October 2024: We are looking for two PhD students to join the lab in 2025. Feel free to email if you have any questions!
August 2024: Congratulations to Rachel O’Dell who left us to pursue her PhD with the Ingram-Smith lab!
July 2024: Congratulations to Dr. Brianna Ports who has left us for a tenure-track appointment at Carlow University!
July 2024: We were awarded an NSF CAREER grant for work on wing pattern mimicry evolution in heliconiine butterflies!
See some of our highlighted recent publications below:
Recent publications:
The Dryas iulia Genome Supports Multiple Gains of a W Chromosome from a B Chromosome in Butterflies
Assembled sex chromosomes are important for studies on the evolution of sex, sex-linked traits, and sex-biased gene expression. The Dryas iulia genome provides an important case study on the origin and evolution of ZZ/ZW sex determination systems from a ZZ/Z0 ancestral state. Our findings support a B chromosome origin for the W chromosome and provide evidence that W chromosomes likely originated from B chromosomes multiple times in butterflies. These results indicate that sex determination mechanisms and sex chromosomes may turnover rapidly when sex chromosome pairs have nonhomologous origins. Genome Biology and Evolution (2021) 13 (7) evab128.
Many functionally connected loci foster adaptive diversification along a neotropical hybrid zone.
Recent studies of adaptation frequently propose a few large-effect loci for the genetic basis of novel phenotypes. Yet these results are often at odds with quantitative studies finding a complex, multigenic architecture for many traits. To determine whether adaptation of a Mendelian phenotype may still be a multigenic process, we studied the red color pattern gene network in Heliconius butterflies. We find that the red wing pattern master regulator gene Optix binds dozens of loci under selection, and these loci collectively maintain separation between adaptive red color pattern phenotypes in natural populations. We propose a model of trait evolution where functional connections between loci may resolve much of the disparity between large-effect and multigenic evolutionary models. Science Advances (2020) 6 (39) eabb8617.
Parallel evolution of ancient, pleiotropic enhancers underlies butterfly wing pattern mimicry.

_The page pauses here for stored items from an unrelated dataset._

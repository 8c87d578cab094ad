//! In-memory VDB deployment tracking.

use std::collections::HashSet;
use std::sync::Arc;
use std::time::Duration;

use local_connection_sdk::{
    ClientError, CommunicationError, ConnectionError, VdbKey, VdbLifecycleListener, VdbRepository,
};
use parking_lot::RwLock;
use tokio::sync::watch;

/// Tracks which VDBs are deployed and notifies listeners of changes.
pub struct InMemoryVdbRepository {
    listeners: RwLock<Vec<Arc<dyn VdbLifecycleListener>>>,
    /// VDBs that finished deployment.
    ready: watch::Sender<HashSet<VdbKey>>,
}

impl Default for InMemoryVdbRepository {
    fn default() -> Self {
        Self::new()
    }
}

impl InMemoryVdbRepository {
    #[must_use]
    pub fn new() -> Self {
        let (ready, _) = watch::channel(HashSet::new());
        Self {
            listeners: RwLock::new(Vec::new()),
            ready,
        }
    }

    /// Start deploying `vdb`.
    pub fn deploy(&self, vdb: &VdbKey) {
        tracing::debug!(vdb = %vdb, "vdb added");
        for listener in self.snapshot() {
            listener.added(vdb);
        }
    }

    /// Mark `vdb` as loaded and ready to accept sessions.
    pub fn finish_deployment(&self, vdb: &VdbKey) {
        self.ready.send_modify(|ready| {
            ready.insert(vdb.clone());
        });
        tracing::info!(vdb = %vdb, "vdb finished deployment");
        for listener in self.snapshot() {
            listener.finished_deployment(vdb);
        }
    }

    pub fn undeploy(&self, vdb: &VdbKey) {
        self.ready.send_modify(|ready| {
            ready.remove(vdb);
        });
        tracing::debug!(vdb = %vdb, "vdb removed");
        for listener in self.snapshot() {
            listener.removed(vdb);
        }
    }

    #[must_use]
    pub fn is_ready(&self, vdb: &VdbKey) -> bool {
        self.ready.borrow().contains(vdb)
    }

    #[must_use]
    pub fn listener_count(&self) -> usize {
        self.listeners.read().len()
    }

    /// Wait until `vdb` finished deployment.
    ///
    /// # Errors
    ///
    /// - `Connection` if `vdb` is not ready within `timeout`
    /// - `Communication` if the repository was torn down while waiting
    pub async fn wait_for_finished(&self, vdb: &VdbKey, timeout: Duration) -> Result<(), ClientError> {
        let mut ready = self.ready.subscribe();
        match tokio::time::timeout(timeout, ready.wait_for(|set| set.contains(vdb))).await {
            Ok(Ok(_)) => Ok(()),
            Ok(Err(e)) => Err(CommunicationError::with_source("vdb repository is gone", e).into()),
            Err(_) => Err(ConnectionError::new(format!(
                "VDB {vdb} is not yet deployed or is not active"
            ))
            .into()),
        }
    }

    // Listeners are called outside the lock so they may (un)register.
    fn snapshot(&self) -> Vec<Arc<dyn VdbLifecycleListener>> {
        self.listeners.read().clone()
    }
}

impl VdbRepository for InMemoryVdbRepository {
    fn add_listener(&self, listener: Arc<dyn VdbLifecycleListener>) {
        self.listeners.write().push(listener);
    }

    fn remove_listener(&self, listener: &Arc<dyn VdbLifecycleListener>) {
        self.listeners.write().retain(|l| !Arc::ptr_eq(l, listener));
    }
}

#[cfg(test)]
#[cfg_attr(coverage_nightly, coverage(off))]
mod tests {
    use std::sync::atomic::{AtomicUsize, Ordering};

    use super::*;

    #[derive(Default)]
    struct CountingListener {
        finished: AtomicUsize,
    }

    impl VdbLifecycleListener for CountingListener {
        fn finished_deployment(&self, _vdb: &VdbKey) {
            self.finished.fetch_add(1, Ordering::SeqCst);
        }
    }

    fn sales() -> VdbKey {
        VdbKey::new("sales", Some("1".to_owned()))
    }

    #[tokio::test]
    async fn wait_returns_once_deployed() {
        let repository = Arc::new(InMemoryVdbRepository::new());

        let waiter = {
            let repository = Arc::clone(&repository);
            tokio::spawn(async move {
                repository
                    .wait_for_finished(&sales(), Duration::from_secs(5))
                    .await
            })
        };
        tokio::task::yield_now().await;
        repository.finish_deployment(&sales());

        waiter.await.unwrap().unwrap();
        assert!(repository.is_ready(&sales()));
    }

    #[tokio::test(start_paused = true)]
    async fn wait_times_out_with_connection_error() {
        let repository = InMemoryVdbRepository::new();

        let err = repository
            .wait_for_finished(&sales(), Duration::from_millis(100))
            .await
            .unwrap_err();
        assert!(matches!(err, ClientError::Connection(_)));
        assert!(err.to_string().contains("sales.1"));
    }

    #[test]
    fn listeners_are_notified_and_removed_by_identity() {
        let repository = InMemoryVdbRepository::new();
        let counting = Arc::new(CountingListener::default());
        let listener: Arc<dyn VdbLifecycleListener> = counting.clone();

        repository.add_listener(Arc::clone(&listener));
        repository.finish_deployment(&sales());
        assert_eq!(counting.finished.load(Ordering::SeqCst), 1);

        repository.remove_listener(&listener);
        assert_eq!(repository.listener_count(), 0);
        repository.finish_deployment(&sales());
        assert_eq!(counting.finished.load(Ordering::SeqCst), 1);
    }
}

Color pattern mimicry in Heliconius butterflies provides a key example of trait evolution via selection on large effect genes. To understand how individual genes drive the evolution of new, complex traits, we functionally characterized 5 enhancers of the red color pattern gene in Heliconius. We discovered these enhancers are all necessary for color patterning and influence multiple elements of wing patterning rather than driving distinct wing pattern modules. Enhancer variants are shared among similarly colored disjunct populations via hybridization. These enhancers also appear to be evolving in parallel in distantly related co-mimic species, suggesting their ancient role in Heliconius wing pattern diversity. We propose a model for how interacting enhancers and their upstream modifiers can generate wing pattern diversity. PNAS (2019) 116 (48) 24174-24183.